-
Notifications
You must be signed in to change notification settings - Fork 3.7k
Description
Describe the issue
Hi, thanks for the great library :)
Asteroid-filterbank (https://github.com/asteroid-team/asteroid-filterbanks) provides an onnx exportable implementation of stft and istft operations that i am using in a model for speech separation. The stft and istft is intergrated into the model for easier end to end inference.
Exporting to onnx has some warnings (shown below) and on exporting the model generates artifacts that make the audio seem to have extra noise which is not ideal.
I am seeking help in case this is an issue on asteroid or onnx and would appreciate someone looking into it.
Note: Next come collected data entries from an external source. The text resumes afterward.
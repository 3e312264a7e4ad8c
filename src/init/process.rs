use memchr::memrchr;
use url::Url;

use crate::canonicalize::{
    canonicalize_hash, canonicalize_hostname, canonicalize_opaque_pathname,
    canonicalize_password, canonicalize_pathname, canonicalize_port, canonicalize_protocol,
    canonicalize_search, canonicalize_username, is_special_scheme,
};
use crate::errors::{UrlPatternError, UrlPatternResult};
use crate::init::PatternInit;
use crate::pattern::escape_pattern_string;

/// `Pattern` keeps values as pattern text; `Url` canonicalizes them as literal URL parts.
#[derive(Debug, Clone, Copy, PartialEq, Eq)]
pub enum PatternProcessType {
    Pattern,
    Url,
}

#[tracing::instrument(level = "trace", skip(init), fields(base_url = init.base_url.as_deref()))]
pub fn process_init(init: &PatternInit, kind: PatternProcessType) -> UrlPatternResult<PatternInit> {
    let mut result = match kind {
        PatternProcessType::Pattern => PatternInit::default(),
        PatternProcessType::Url => PatternInit {
            protocol: Some(String::new()),
            username: Some(String::new()),
            password: Some(String::new()),
            hostname: Some(String::new()),
            port: Some(String::new()),
            pathname: Some(String::new()),
            search: Some(String::new()),
            hash: Some(String::new()),
            base_url: None,
        },
    };

    let base_url = match &init.base_url {
        Some(base) => Some(Url::parse(base).map_err(|_| UrlPatternError::InvalidBaseUrl {
            base_url: base.clone(),
        })?),
        None => None,
    };

    if let Some(base) = &base_url {
        inherit_from_base_url(&mut result, init, base, kind);
    }

    if let Some(protocol) = &init.protocol {
        result.protocol = Some(process_protocol_for_init(protocol, kind)?);
    }

    if let Some(username) = &init.username {
        result.username = Some(process_username_for_init(username, kind)?);
    }

    if let Some(password) = &init.password {
        result.password = Some(process_password_for_init(password, kind)?);
    }

    if let Some(hostname) = &init.hostname {
        result.hostname = Some(process_hostname_for_init(hostname, kind)?);
    }

    if let Some(port) = &init.port {
        result.port = Some(process_port_for_init(
            port,
            result.protocol.as_deref(),
            kind,
        )?);
    }

    if let Some(pathname) = &init.pathname {
        let mut pathname = pathname.clone();

        if let Some(base) = &base_url
            && !base.cannot_be_a_base()
            && !is_absolute_pathname(&pathname, kind)
        {
            let base_path = process_base_url_string(base.path(), kind);

            if let Some(slash_index) = memrchr(b'/', base_path.as_bytes()) {
                pathname = format!("{}{}", &base_path[..=slash_index], pathname);
            }
        }

        result.pathname = Some(process_pathname_for_init(
            &pathname,
            result.protocol.as_deref(),
            kind,
        )?);
    }

    if let Some(search) = &init.search {
        result.search = Some(process_search_for_init(search, kind)?);
    }

    if let Some(hash) = &init.hash {
        result.hash = Some(process_hash_for_init(hash, kind)?);
    }

    Ok(result)
}

/// A field is inherited only when no more significant field was given.
fn inherit_from_base_url(
    result: &mut PatternInit,
    init: &PatternInit,
    base: &Url,
    kind: PatternProcessType,
) {
    let has_protocol = init.protocol.is_some();
    let has_hostname = has_protocol || init.hostname.is_some();
    let has_port = has_hostname || init.port.is_some();
    let has_pathname = has_port || init.pathname.is_some();
    let has_search = has_pathname || init.search.is_some();
    let has_hash = has_search || init.hash.is_some();

    if !has_protocol {
        result.protocol = Some(process_base_url_string(base.scheme(), kind));
    }

    if kind != PatternProcessType::Pattern && !has_port && init.username.is_none() {
        result.username = Some(process_base_url_string(base.username(), kind));
    }

    if kind != PatternProcessType::Pattern
        && !has_port
        && init.username.is_none()
        && init.password.is_none()
    {
        result.password = Some(process_base_url_string(
            base.password().unwrap_or_default(),
            kind,
        ));
    }

    if !has_hostname {
        result.hostname = Some(process_base_url_string(
            base.host_str().unwrap_or_default(),
            kind,
        ));
    }

    if !has_port {
        result.port = Some(base.port().map(|p| p.to_string()).unwrap_or_default());
    }

    if !has_pathname {
        result.pathname = Some(process_base_url_string(base.path(), kind));
    }

    if !has_search {
        result.search = Some(process_base_url_string(
            base.query().unwrap_or_default(),
            kind,
        ));
    }

    if !has_hash {
        result.hash = Some(process_base_url_string(
            base.fragment().unwrap_or_default(),
            kind,
        ));
    }
}

fn process_base_url_string(input: &str, kind: PatternProcessType) -> String {
    match kind {
        PatternProcessType::Pattern => escape_pattern_string(input),
        PatternProcessType::Url => input.to_string(),
    }
}

fn is_absolute_pathname(input: &str, kind: PatternProcessType) -> bool {
    let mut chars = input.chars();

    match (chars.next(), chars.next()) {
        (Some('/'), _) => true,
        _ if kind == PatternProcessType::Url => false,
        (Some('\\'), Some('/')) | (Some('{'), Some('/')) => true,
        _ => false,
    }
}

fn process_protocol_for_init(value: &str, kind: PatternProcessType) -> UrlPatternResult<String> {
    let stripped = value.strip_suffix(':').unwrap_or(value);

    match kind {
        PatternProcessType::Pattern => Ok(stripped.to_string()),
        PatternProcessType::Url => Ok(canonicalize_protocol(stripped)?),
    }
}

fn process_username_for_init(value: &str, kind: PatternProcessType) -> UrlPatternResult<String> {
    match kind {
        PatternProcessType::Pattern => Ok(value.to_string()),
        PatternProcessType::Url => Ok(canonicalize_username(value)?),
    }
}

fn process_password_for_init(value: &str, kind: PatternProcessType) -> UrlPatternResult<String> {
    match kind {
        PatternProcessType::Pattern => Ok(value.to_string()),
        PatternProcessType::Url => Ok(canonicalize_password(value)?),
    }
}

fn process_hostname_for_init(value: &str, kind: PatternProcessType) -> UrlPatternResult<String> {
    match kind {
        PatternProcessType::Pattern => Ok(value.to_string()),
        PatternProcessType::Url => Ok(canonicalize_hostname(value)?),
    }
}

fn process_port_for_init(
    value: &str,
    protocol: Option<&str>,
    kind: PatternProcessType,
) -> UrlPatternResult<String> {
    match kind {
        PatternProcessType::Pattern => Ok(value.to_string()),
        PatternProcessType::Url => Ok(canonicalize_port(value, protocol)?),
    }
}

fn process_pathname_for_init(
    value: &str,
    protocol: Option<&str>,
    kind: PatternProcessType,
) -> UrlPatternResult<String> {
    if kind == PatternProcessType::Pattern {
        return Ok(value.to_string());
    }

    let protocol = protocol.unwrap_or_default();

    if protocol.is_empty() || is_special_scheme(protocol) {
        Ok(canonicalize_pathname(value)?)
    } else {
        Ok(canonicalize_opaque_pathname(value)?)
    }
}

fn process_search_for_init(value: &str, kind: PatternProcessType) -> UrlPatternResult<String> {
    let stripped = value.strip_prefix('?').unwrap_or(value);

    match kind {
        PatternProcessType::Pattern => Ok(stripped.to_string()),
        PatternProcessType::Url => Ok(canonicalize_search(stripped)?),
    }
}

fn process_hash_for_init(value: &str, kind: PatternProcessType) -> UrlPatternResult<String> {
    let stripped = value.strip_prefix('#').unwrap_or(value);

    match kind {
        PatternProcessType::Pattern => Ok(stripped.to_string()),
        PatternProcessType::Url => Ok(canonicalize_hash(stripped)?),
    }
}

#[cfg(test)]
mod tests {
    use super::*;

    #[test]
    fn absolute_pathname_rules_depend_on_process_type() {
        assert!(is_absolute_pathname("/a", PatternProcessType::Url));
        assert!(!is_absolute_pathname("{/a}", PatternProcessType::Url));
        assert!(is_absolute_pathname("{/a}", PatternProcessType::Pattern));
        assert!(is_absolute_pathname("\\/a", PatternProcessType::Pattern));
        assert!(!is_absolute_pathname("a", PatternProcessType::Pattern));
        assert!(!is_absolute_pathname("", PatternProcessType::Pattern));
    }
}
Thanks
Error/Warning Output logs from onnx
warnings.warn(
/miniconda3/envs/rizumu/lib/python3.11/site-packages/asteroid_filterbanks/enc_dec.py:294: TracerWarning: Converting a tensor to a Python boolean might cause the trace to be incorrect. We can't record the data flow of Python values, so this value will be treated as a constant in the future. This means that the trace might not generalize to other inputs!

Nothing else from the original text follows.